PROBLEM DETAILS:
Copy, from the entries below, each line in which the string "intake" appears.

[[ DATA PROVIDED open ]]

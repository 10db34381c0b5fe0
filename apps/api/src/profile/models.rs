use serde::{Deserialize, Serialize};

/// The multi-step intake form. Field names follow the backend's camelCase.
#[derive(Debug, Clone, Default, PartialEq, Eq, Serialize, Deserialize)]
#[serde(rename_all = "camelCase", default)]
pub struct ProfileForm {
    // Education
    pub education_level: String,
    pub field_of_study: String,
    pub institution: String,
    pub year_of_completion: String,

    // Career
    pub current_status: String,
    pub work_experience: String,
    pub skills: Vec<String>,

    // Interests & goals
    pub interests: Vec<String>,
    pub career_goals: String,
    pub preferred_work_environment: String,

    // Additional info
    pub preferred_work_location: String,
    pub salary_expectations: String,
    pub willing_to_relocate: bool,
}

impl ProfileForm {
    pub fn skills_summary(&self) -> String {
        self.skills.join(", ")
    }

    pub fn interests_summary(&self) -> String {
        self.interests.join(", ")
    }
}

/// Profile as the backend stores it.
#[derive(Debug, Clone, Default, PartialEq, Eq, Serialize, Deserialize)]
#[serde(rename_all = "camelCase")]
pub struct StoredProfile {
    #[serde(default)]
    pub profile: Option<ProfileForm>,
    #[serde(default)]
    pub profile_complete: bool,
}

pub const EDUCATION_LEVELS: &[&str] = &[
    "10th Pass",
    "12th Pass",
    "Diploma",
    "Undergraduate (Pursuing)",
    "Undergraduate (Completed)",
    "Postgraduate (Pursuing)",
    "Postgraduate (Completed)",
    "PhD (Pursuing)",
    "PhD (Completed)",
    "Other",
];

pub const FIELDS_OF_STUDY: &[&str] = &[
    "Science",
    "Commerce",
    "Arts",
    "Engineering",
    "Medicine",
    "Law",
    "Business Administration",
    "Computer Applications",
    "Design",
    "Other",
];

pub const CURRENT_STATUSES: &[&str] = &[
    "Student",
    "Employed",
    "Unemployed",
    "Self-Employed",
    "Freelancer",
];

pub const INTERESTS: &[&str] = &[
    "Technology",
    "Business",
    "Healthcare",
    "Arts & Design",
    "Science & Research",
    "Education",
    "Engineering",
    "Finance",
    "Marketing",
    "Social Services",
    "Other",
];

pub const SKILLS: &[&str] = &[
    "Programming",
    "Data Analysis",
    "Graphic Design",
    "Content Writing",
    "Digital Marketing",
    "Project Management",
    "Public Speaking",
    "Research",
    "Language Proficiency",
    "Leadership",
];

/// Choice lists the intake form renders.
#[derive(Debug, Clone, Serialize)]
pub struct ProfileOptions {
    pub education_levels: &'static [&'static str],
    pub fields_of_study: &'static [&'static str],
    pub current_statuses: &'static [&'static str],
    pub interests: &'static [&'static str],
    pub skills: &'static [&'static str],
}

pub fn profile_options() -> ProfileOptions {
    ProfileOptions {
        education_levels: EDUCATION_LEVELS,
        fields_of_study: FIELDS_OF_STUDY,
        current_statuses: CURRENT_STATUSES,
        interests: INTERESTS,
        skills: SKILLS,
    }
}
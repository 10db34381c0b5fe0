// Career features built on the chat backend: recommendations, the coach chat
// and dashboard insights.

pub mod chat;
pub mod handlers;
pub mod insights;
pub mod prompts;
pub mod recommendations;
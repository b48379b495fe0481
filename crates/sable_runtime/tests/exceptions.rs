//! Guarded regions: catch dispatch, finally ordering, rethrow, stack traces,
//! and interaction with the collector.

use std::cell::{Cell, RefCell};
use std::sync::Arc;

use sable_runtime::{Control, ObjRef, Runtime};

#[test]
fn a_matching_catch_handles_the_exception() {
    let rt = Runtime::new();
    let wk = rt.well_known().clone();
    let outcome: Control<i32> = rt
        .guarded(|rt| Err(rt.throw_new(&wk.null_reference, "missing bowl")))
        .catch(&wk.null_reference, |rt, ex| {
            assert_eq!(rt.exception_message(ex).as_deref(), Some("missing bowl"));
            Ok(42)
        })
        .run();
    assert_eq!(outcome, Ok(42));
    // Nothing left in flight afterwards.
    assert_eq!(rt.current_exception(), ObjRef::NULL);
}

#[test]
fn catch_matches_base_types_of_the_thrown_exception() {
    let rt = Runtime::new();
    let wk = rt.well_known().clone();
    let outcome: Control<&str> = rt
        .guarded(|rt| Err(rt.throw_new(&wk.index_out_of_range, "slot 9")))
        .catch(&wk.invalid_cast, |_, _| Ok("wrong handler"))
        .catch(&wk.exception, |_, _| Ok("base handler"))
        .run();
    assert_eq!(outcome, Ok("base handler"));
}

#[test]
fn an_unmatched_exception_propagates_to_the_enclosing_region() {
    let rt = Runtime::new();
    let wk = rt.well_known().clone();
    let outcome: Control<&str> = rt
        .guarded(|rt| {
            rt.guarded(|rt| Err(rt.throw_new(&wk.null_reference, "inner")))
                .catch(&wk.invalid_cast, |_, _| Ok("inner handler"))
                .run()
        })
        .catch(&wk.null_reference, |_, _| Ok("outer handler"))
        .run();
    assert_eq!(outcome, Ok("outer handler"));
}

#[test]
fn finally_blocks_run_in_unwind_order() {
    let rt = Runtime::new();
    let wk = rt.well_known().clone();
    let log = RefCell::new(Vec::new());

    let outcome: Control<i32> = rt
        .guarded(|rt| {
            rt.guarded(|rt| -> Control<i32> {
                log.borrow_mut().push("body");
                Err(rt.throw_new(&wk.invalid_cast, "bad shape"))
            })
            .finally(|_| log.borrow_mut().push("inner-finally"))
            .run()
        })
        .catch(&wk.invalid_cast, |_, _| {
            log.borrow_mut().push("catch");
            Ok(7)
        })
        .finally(|_| log.borrow_mut().push("outer-finally"))
        .run();

    assert_eq!(outcome, Ok(7));
    assert_eq!(
        *log.borrow(),
        ["body", "inner-finally", "catch", "outer-finally"]
    );
}

#[test]
fn finally_runs_on_the_success_path_too() {
    let rt = Runtime::new();
    let ran = Cell::new(false);
    let outcome: Control<i32> = rt
        .guarded(|_| Ok(5))
        .finally(|_| ran.set(true))
        .run();
    assert_eq!(outcome, Ok(5));
    assert!(ran.get());
}

#[test]
fn a_throw_in_finally_supersedes_a_successful_body() {
    let rt = Runtime::new();
    let wk = rt.well_known().clone();
    let outcome: Control<i32> = rt
        .guarded(|rt| {
            rt.guarded(|_| Ok(1))
                .finally(|rt| {
                    let _ = rt.throw_new(&wk.invalid_cast, "cleanup failed");
                })
                .run()
        })
        .catch(&wk.invalid_cast, |rt, ex| {
            assert_eq!(rt.exception_message(ex).as_deref(), Some("cleanup failed"));
            Ok(2)
        })
        .run();
    assert_eq!(outcome, Ok(2));
}

#[test]
fn a_throw_in_finally_supersedes_a_propagating_exception() {
    let rt = Runtime::new();
    let wk = rt.well_known().clone();
    let outcome: Control<()> = rt
        .guarded(|rt| {
            rt.guarded(|rt| Err(rt.throw_new(&wk.null_reference, "original")))
                .finally(|rt| {
                    let _ = rt.throw_new(&wk.invalid_cast, "from cleanup");
                })
                .run()
        })
        .catch(&wk.invalid_cast, |rt, ex| {
            assert_eq!(rt.exception_message(ex).as_deref(), Some("from cleanup"));
            Ok(())
        })
        .run();
    assert!(outcome.is_ok());
}

#[test]
fn an_uncaught_throw_in_finally_becomes_pending() {
    let rt = Runtime::new();
    let wk = rt.well_known().clone();
    let outcome: Control<i32> = rt
        .guarded(|_| Ok(1))
        .finally(|rt| {
            let _ = rt.throw_new(&wk.invalid_cast, "from finally");
        })
        .run();
    assert!(outcome.is_err());
    let pending = rt.take_pending();
    assert_eq!(rt.exception_message(pending).as_deref(), Some("from finally"));
}

#[test]
fn rethrow_preserves_the_object_and_its_original_trace() {
    let rt = Runtime::new();
    let wk = rt.well_known().clone();
    let seen = Cell::new(ObjRef::NULL);
    let caught = Cell::new(ObjRef::NULL);

    let outcome: Control<()> = rt
        .guarded(|rt| {
            rt.guarded(|rt| {
                let _frame = rt.enter_frame("Kennel.feed");
                Err(rt.throw_new(&wk.null_reference, "no bowl"))
            })
            .catch(&wk.null_reference, |rt, ex| {
                seen.set(ex);
                Err(rt.rethrow())
            })
            .run()
        })
        .catch(&wk.exception, |_, ex| {
            caught.set(ex);
            Ok(())
        })
        .run();

    assert!(outcome.is_ok());
    assert_eq!(seen.get(), caught.get());
    let trace = rt.exception_stack_trace(caught.get()).expect("trace set");
    assert!(trace.contains("Kennel.feed"), "trace was {trace:?}");
}

#[test]
fn a_handler_may_replace_the_exception_with_a_new_one() {
    let rt = Runtime::new();
    let wk = rt.well_known().clone();
    let outcome: Control<()> = rt
        .guarded(|rt| {
            rt.guarded(|rt| Err(rt.throw_new(&wk.invalid_cast, "original")))
                .catch(&wk.invalid_cast, |rt, _| {
                    Err(rt.throw_new(&wk.null_reference, "translated"))
                })
                .run()
        })
        .catch(&wk.null_reference, |rt, ex| {
            assert_eq!(rt.exception_message(ex).as_deref(), Some("translated"));
            Ok(())
        })
        .run();
    assert!(outcome.is_ok());
}

#[test]
fn current_exception_is_visible_inside_a_handler() {
    let rt = Runtime::new();
    let wk = rt.well_known().clone();
    let outcome: Control<()> = rt
        .guarded(|rt| Err(rt.throw_new(&wk.invalid_cast, "visible")))
        .catch_all(|rt, ex| {
            assert_eq!(rt.current_exception(), ex);
            Ok(())
        })
        .run();
    assert!(outcome.is_ok());
    assert_eq!(rt.current_exception(), ObjRef::NULL);
}

#[test]
fn an_exception_nothing_catches_becomes_pending() {
    let rt = Runtime::new();
    let wk = rt.well_known().clone();
    let outcome: Control<()> = rt
        .guarded(|rt| Err(rt.throw_new(&wk.invalid_cast, "escaped")))
        .run();
    assert!(outcome.is_err());

    let pending = rt.current_exception();
    assert!(!pending.is_null());
    rt.report_unhandled(pending);
    assert_eq!(rt.take_pending(), pending);
    assert_eq!(rt.take_pending(), ObjRef::NULL);
}

#[test]
fn throwing_null_raises_null_reference_instead() {
    let rt = Runtime::new();
    let _ = rt.throw(ObjRef::NULL);
    let pending = rt.take_pending();
    let ty = rt.type_of(pending).expect("exception object");
    assert!(Arc::ptr_eq(&ty, &rt.well_known().null_reference));
    assert_eq!(
        rt.exception_message(pending).as_deref(),
        Some("Object reference not set to an instance of an object.")
    );
}

#[test]
fn traces_list_frames_innermost_first() {
    let rt = Runtime::new();
    let wk = rt.well_known().clone();
    let _outer = rt.enter_frame("Zoo.Main");
    let thrown = {
        let _inner = rt.enter_frame("Zoo.Feeder.feed");
        rt.throw_new(&wk.null_reference, "no bowl")
    };
    let _ = thrown;
    let ex = rt.take_pending();
    let trace = rt.exception_stack_trace(ex).expect("trace set");
    let feed_at = trace.find("Zoo.Feeder.feed").expect("inner frame");
    let main_at = trace.find("Zoo.Main").expect("outer frame");
    assert!(feed_at < main_at);
}

#[test]
fn an_in_flight_exception_survives_collection() {
    let rt = Runtime::new();
    let wk = rt.well_known().clone();
    let outcome: Control<()> = rt
        .guarded(|rt| Err(rt.throw_new(&wk.invalid_cast, "mid-flight")))
        .catch_all(|rt, ex| {
            rt.collect();
            assert_eq!(rt.exception_message(ex).as_deref(), Some("mid-flight"));
            Ok(())
        })
        .run();
    assert!(outcome.is_ok());
}

#[test]
fn exception_objects_carry_an_inner_exception() {
    let rt = Runtime::new();
    let wk = rt.well_known().clone();
    let cause = rt
        .alloc_exception(&wk.null_reference, "root cause", ObjRef::NULL)
        .unwrap();
    let wrapper = rt
        .alloc_exception(&wk.invalid_cast, "wrapper", cause)
        .unwrap();
    assert_eq!(rt.exception_inner(wrapper), cause);
    assert_eq!(rt.exception_inner(cause), ObjRef::NULL);
}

[[ DATA PROVIDED closed ]]

RESPONSE BELOW:
/// The multi-step intake form. Field names follow the backend's camelCase.
/// Choice lists the intake form renders.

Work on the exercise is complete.